Your answer must be every line of the data below that holds the string "total", copied exactly.

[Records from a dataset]
- - - - - - -
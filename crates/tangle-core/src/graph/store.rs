//! The mutable graph store: node/edge arenas, mutation, and queries.
//!
//! The store owns two generational arenas (one for nodes, one for edges)
//! and keeps them mutually consistent: every edge is linked from both of
//! its endpoint nodes, and removals always detach both sides. The
//! invariants maintained here are exactly what
//! [`check_consistency`](super::store::Graph::check_consistency) verifies.

use std::fmt;

use serde::{Deserialize, Serialize};

use crate::error::{Error, Result};

use super::arena::Arena;
use super::types::{Edge, EdgeId, Node, NodeId};

/// A generic, mutable, undirected graph.
///
/// `V` is the node-label type, `E` the edge-label type. Nodes and edges
/// are addressed through stable [`NodeId`]/[`EdgeId`] handles returned by
/// the mutation methods; a handle stays valid until its entity is removed,
/// after which it is rejected as stale (never silently reused).
///
/// The graph rejects self-loops and duplicate edges between the same
/// unordered pair at insertion time; see [`Graph::add_edge`].
///
/// # Example
///
/// ```rust
/// use tangle_core::Graph;
///
/// let mut graph: Graph<&str, f64> = Graph::new();
/// let a = graph.add_node("A");
/// let b = graph.add_node("B");
///
/// let edge = graph.add_edge(2.5, a, b)?.expect("not yet adjacent");
/// assert!(graph.is_adjacent(a, b));
/// assert_eq!(graph.edge_between(b, a), Some(edge));
/// # Ok::<(), tangle_core::Error>(())
/// ```
#[derive(Debug, Clone, Serialize, Deserialize)]
pub struct Graph<V, E> {
    pub(crate) nodes: Arena<Node<V>>,
    pub(crate) edges: Arena<Edge<E>>,
}

impl<V, E> Graph<V, E> {
    /// Creates an empty graph.
    #[must_use]
    pub fn new() -> Self {
        Self {
            nodes: Arena::new(),
            edges: Arena::new(),
        }
    }

    /// Creates a graph with pre-allocated capacity.
    #[must_use]
    pub fn with_capacity(expected_nodes: usize, expected_edges: usize) -> Self {
        Self {
            nodes: Arena::with_capacity(expected_nodes),
            edges: Arena::with_capacity(expected_edges),
        }
    }

    // ── Mutation ───────────────────────────────────────────────────────

    /// Adds a node with the given label. Always succeeds.
    pub fn add_node(&mut self, label: V) -> NodeId {
        let id = NodeId(self.nodes.insert(Node::new(label)));
        tracing::trace!(node = %id, "node added");
        id
    }

    /// Adds an edge between `a` and `b` with the given label.
    ///
    /// Returns `Ok(Some(id))` on insertion. Returns `Ok(None)` without
    /// modifying the graph when the edge is rejected by policy: `a == b`
    /// (self-loop) or `a` and `b` are already adjacent (duplicate). The
    /// rejection is an explicit outcome rather than an error so callers
    /// can distinguish it from stale-handle misuse.
    ///
    /// # Errors
    ///
    /// Returns [`Error::StaleNodeRef`] if either handle does not resolve.
    pub fn add_edge(&mut self, label: E, a: NodeId, b: NodeId) -> Result<Option<EdgeId>> {
        if !self.nodes.contains(a.0) {
            return Err(Error::StaleNodeRef(a));
        }
        if !self.nodes.contains(b.0) {
            return Err(Error::StaleNodeRef(b));
        }
        if a == b || self.is_adjacent(a, b) {
            tracing::trace!(a = %a, b = %b, "edge rejected (self-loop or duplicate)");
            return Ok(None);
        }

        let id = EdgeId(self.edges.insert(Edge::new(label, a, b)));
        if let Some(node) = self.nodes.get_mut(a.0) {
            node.incident.push(id);
        }
        if let Some(node) = self.nodes.get_mut(b.0) {
            node.incident.push(id);
        }
        tracing::trace!(edge = %id, a = %a, b = %b, "edge added");
        Ok(Some(id))
    }

    /// Removes an edge, detaching it from both endpoints' incident lists.
    ///
    /// Returns the edge label, or `None` if the handle is stale (removal
    /// is idempotent).
    pub fn remove_edge(&mut self, id: EdgeId) -> Option<E> {
        let edge = self.edges.remove(id.0)?;
        if let Some(node) = self.nodes.get_mut(edge.head.0) {
            node.incident.retain(|&e| e != id);
        }
        if let Some(node) = self.nodes.get_mut(edge.tail.0) {
            node.incident.retain(|&e| e != id);
        }
        tracing::trace!(edge = %id, "edge removed");
        Some(edge.label)
    }

    /// Removes the edge between `a` and `b`, if one exists.
    ///
    /// Uses unordered-pair lookup, so argument order does not matter.
    /// A no-op returning `None` when the nodes are not adjacent.
    pub fn remove_edge_between(&mut self, a: NodeId, b: NodeId) -> Option<E> {
        let id = self.edge_between(a, b)?;
        self.remove_edge(id)
    }

    /// Removes a node and every edge incident to it.
    ///
    /// Incident edges are removed through [`remove_edge`](Self::remove_edge)
    /// first, so the edge arena never holds an edge with a missing
    /// endpoint. Returns the node label, or `None` if the handle is stale.
    pub fn remove_node(&mut self, id: NodeId) -> Option<V> {
        let incident = self.nodes.get(id.0)?.incident.clone();
        let cascaded = incident.len();
        for edge in incident {
            self.remove_edge(edge);
        }
        let node = self.nodes.remove(id.0)?;
        tracing::debug!(node = %id, cascaded, "node removed");
        Some(node.label)
    }

    /// Replaces the label of a node.
    ///
    /// # Errors
    ///
    /// Returns [`Error::StaleNodeRef`] if the handle does not resolve.
    pub fn set_node_label(&mut self, id: NodeId, label: V) -> Result<V> {
        let node = self.nodes.get_mut(id.0).ok_or(Error::StaleNodeRef(id))?;
        Ok(std::mem::replace(&mut node.label, label))
    }

    /// Replaces the label of an edge.
    ///
    /// # Errors
    ///
    /// Returns [`Error::StaleEdgeRef`] if the handle does not resolve.
    pub fn set_edge_label(&mut self, id: EdgeId, label: E) -> Result<E> {
        let edge = self.edges.get_mut(id.0).ok_or(Error::StaleEdgeRef(id))?;
        Ok(std::mem::replace(&mut edge.label, label))
    }

    /// Removes all nodes and edges. Handles taken before the clear stay
    /// stale even when their slots are reused by later insertions.
    pub fn clear(&mut self) {
        self.nodes.clear();
        self.edges.clear();
    }

    // ── Lookup ─────────────────────────────────────────────────────────

    /// Returns the node behind `id`, or `None` if the handle is stale.
    #[must_use]
    pub fn node(&self, id: NodeId) -> Option<&Node<V>> {
        self.nodes.get(id.0)
    }

    /// Returns the edge behind `id`, or `None` if the handle is stale.
    #[must_use]
    pub fn edge(&self, id: EdgeId) -> Option<&Edge<E>> {
        self.edges.get(id.0)
    }

    /// Returns a mutable reference to a node's label.
    #[must_use]
    pub fn node_label_mut(&mut self, id: NodeId) -> Option<&mut V> {
        self.nodes.get_mut(id.0).map(|n| &mut n.label)
    }

    /// Returns a mutable reference to an edge's label.
    #[must_use]
    pub fn edge_label_mut(&mut self, id: EdgeId) -> Option<&mut E> {
        self.edges.get_mut(id.0).map(|e| &mut e.label)
    }

    /// True when the node handle resolves.
    #[must_use]
    pub fn contains_node(&self, id: NodeId) -> bool {
        self.nodes.contains(id.0)
    }

    /// True when the edge handle resolves.
    #[must_use]
    pub fn contains_edge(&self, id: EdgeId) -> bool {
        self.edges.contains(id.0)
    }

    /// Handle of the `i`-th live node in slot order.
    ///
    /// Slot order is stable across queries, which lets an external
    /// persistence layer store nodes by integer index and resolve them
    /// back on load.
    #[must_use]
    pub fn node_at(&self, i: usize) -> Option<NodeId> {
        self.nodes.handle_at(i).map(NodeId)
    }

    /// Handle of the `i`-th live edge in slot order.
    #[must_use]
    pub fn edge_at(&self, i: usize) -> Option<EdgeId> {
        self.edges.handle_at(i).map(EdgeId)
    }

    /// Dense index of a node among live nodes, the inverse of
    /// [`node_at`](Self::node_at). `None` if the handle is stale.
    #[must_use]
    pub fn index_of_node(&self, id: NodeId) -> Option<usize> {
        self.nodes.position(id.0)
    }

    /// Dense index of an edge among live edges.
    #[must_use]
    pub fn index_of_edge(&self, id: EdgeId) -> Option<usize> {
        self.edges.position(id.0)
    }

    /// Returns the total number of nodes.
    #[must_use]
    pub fn node_count(&self) -> usize {
        self.nodes.len()
    }

    /// Returns the total number of edges.
    #[must_use]
    pub fn edge_count(&self) -> usize {
        self.edges.len()
    }

    /// True when the graph holds no nodes.
    #[must_use]
    pub fn is_empty(&self) -> bool {
        self.nodes.is_empty()
    }

    /// Iterates over live nodes in slot order.
    pub fn iter_nodes(&self) -> impl Iterator<Item = (NodeId, &Node<V>)> {
        self.nodes.iter().map(|(h, n)| (NodeId(h), n))
    }

    /// Iterates over live edges in slot order.
    pub fn iter_edges(&self) -> impl Iterator<Item = (EdgeId, &Edge<E>)> {
        self.edges.iter().map(|(h, e)| (EdgeId(h), e))
    }

    // ── Adjacency ──────────────────────────────────────────────────────

    /// Returns the neighbors of a node, deduplicated, in incident-list
    /// order.
    ///
    /// # Errors
    ///
    /// Returns [`Error::StaleNodeRef`] if the handle does not resolve.
    pub fn neighbors(&self, id: NodeId) -> Result<Vec<NodeId>> {
        let node = self.nodes.get(id.0).ok_or(Error::StaleNodeRef(id))?;
        let mut neighbors = Vec::with_capacity(node.incident.len());
        for &edge_id in &node.incident {
            let Some(edge) = self.edges.get(edge_id.0) else {
                continue;
            };
            if let Some(other) = edge.opposite(id) {
                if !neighbors.contains(&other) {
                    neighbors.push(other);
                }
            }
        }
        Ok(neighbors)
    }

    /// Returns the edge connecting `a` and `b`, if any.
    ///
    /// Lookup is by unordered pair: `edge_between(a, b)` and
    /// `edge_between(b, a)` always agree.
    #[must_use]
    pub fn edge_between(&self, a: NodeId, b: NodeId) -> Option<EdgeId> {
        let node = self.nodes.get(a.0)?;
        node.incident
            .iter()
            .copied()
            .find(|&edge_id| self.edges.get(edge_id.0).is_some_and(|e| e.connects(a, b)))
    }

    /// True when `a` and `b` are connected by an edge.
    #[must_use]
    pub fn is_adjacent(&self, a: NodeId, b: NodeId) -> bool {
        self.edge_between(a, b).is_some()
    }
}

impl<V, E> Default for Graph<V, E> {
    fn default() -> Self {
        Self::new()
    }
}

/// Renders each node with its incident edges, then each edge with its
/// head and tail labels.
impl<V: fmt::Display, E: fmt::Display> fmt::Display for Graph<V, E> {
    fn fmt(&self, f: &mut fmt::Formatter<'_>) -> fmt::Result {
        for (_, node) in self.iter_nodes() {
            writeln!(f, "Node '{}'", node.label())?;
            for &edge_id in node.incident_edges() {
                if let Some(edge) = self.edge(edge_id) {
                    writeln!(f, "    Edge '{}'", edge.label())?;
                }
            }
        }
        for (_, edge) in self.iter_edges() {
            writeln!(f, "Edge '{}'", edge.label())?;
            if let Some(head) = self.node(edge.head()) {
                writeln!(f, "    Head: Node '{}'", head.label())?;
            }
            if let Some(tail) = self.node(edge.tail()) {
                writeln!(f, "    Tail: Node '{}'", tail.label())?;
            }
        }
        Ok(())
    }
}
- - - - - - -
■ RESULT BELOW ■
    /// Returns the total number of nodes.
    /// Returns the total number of edges.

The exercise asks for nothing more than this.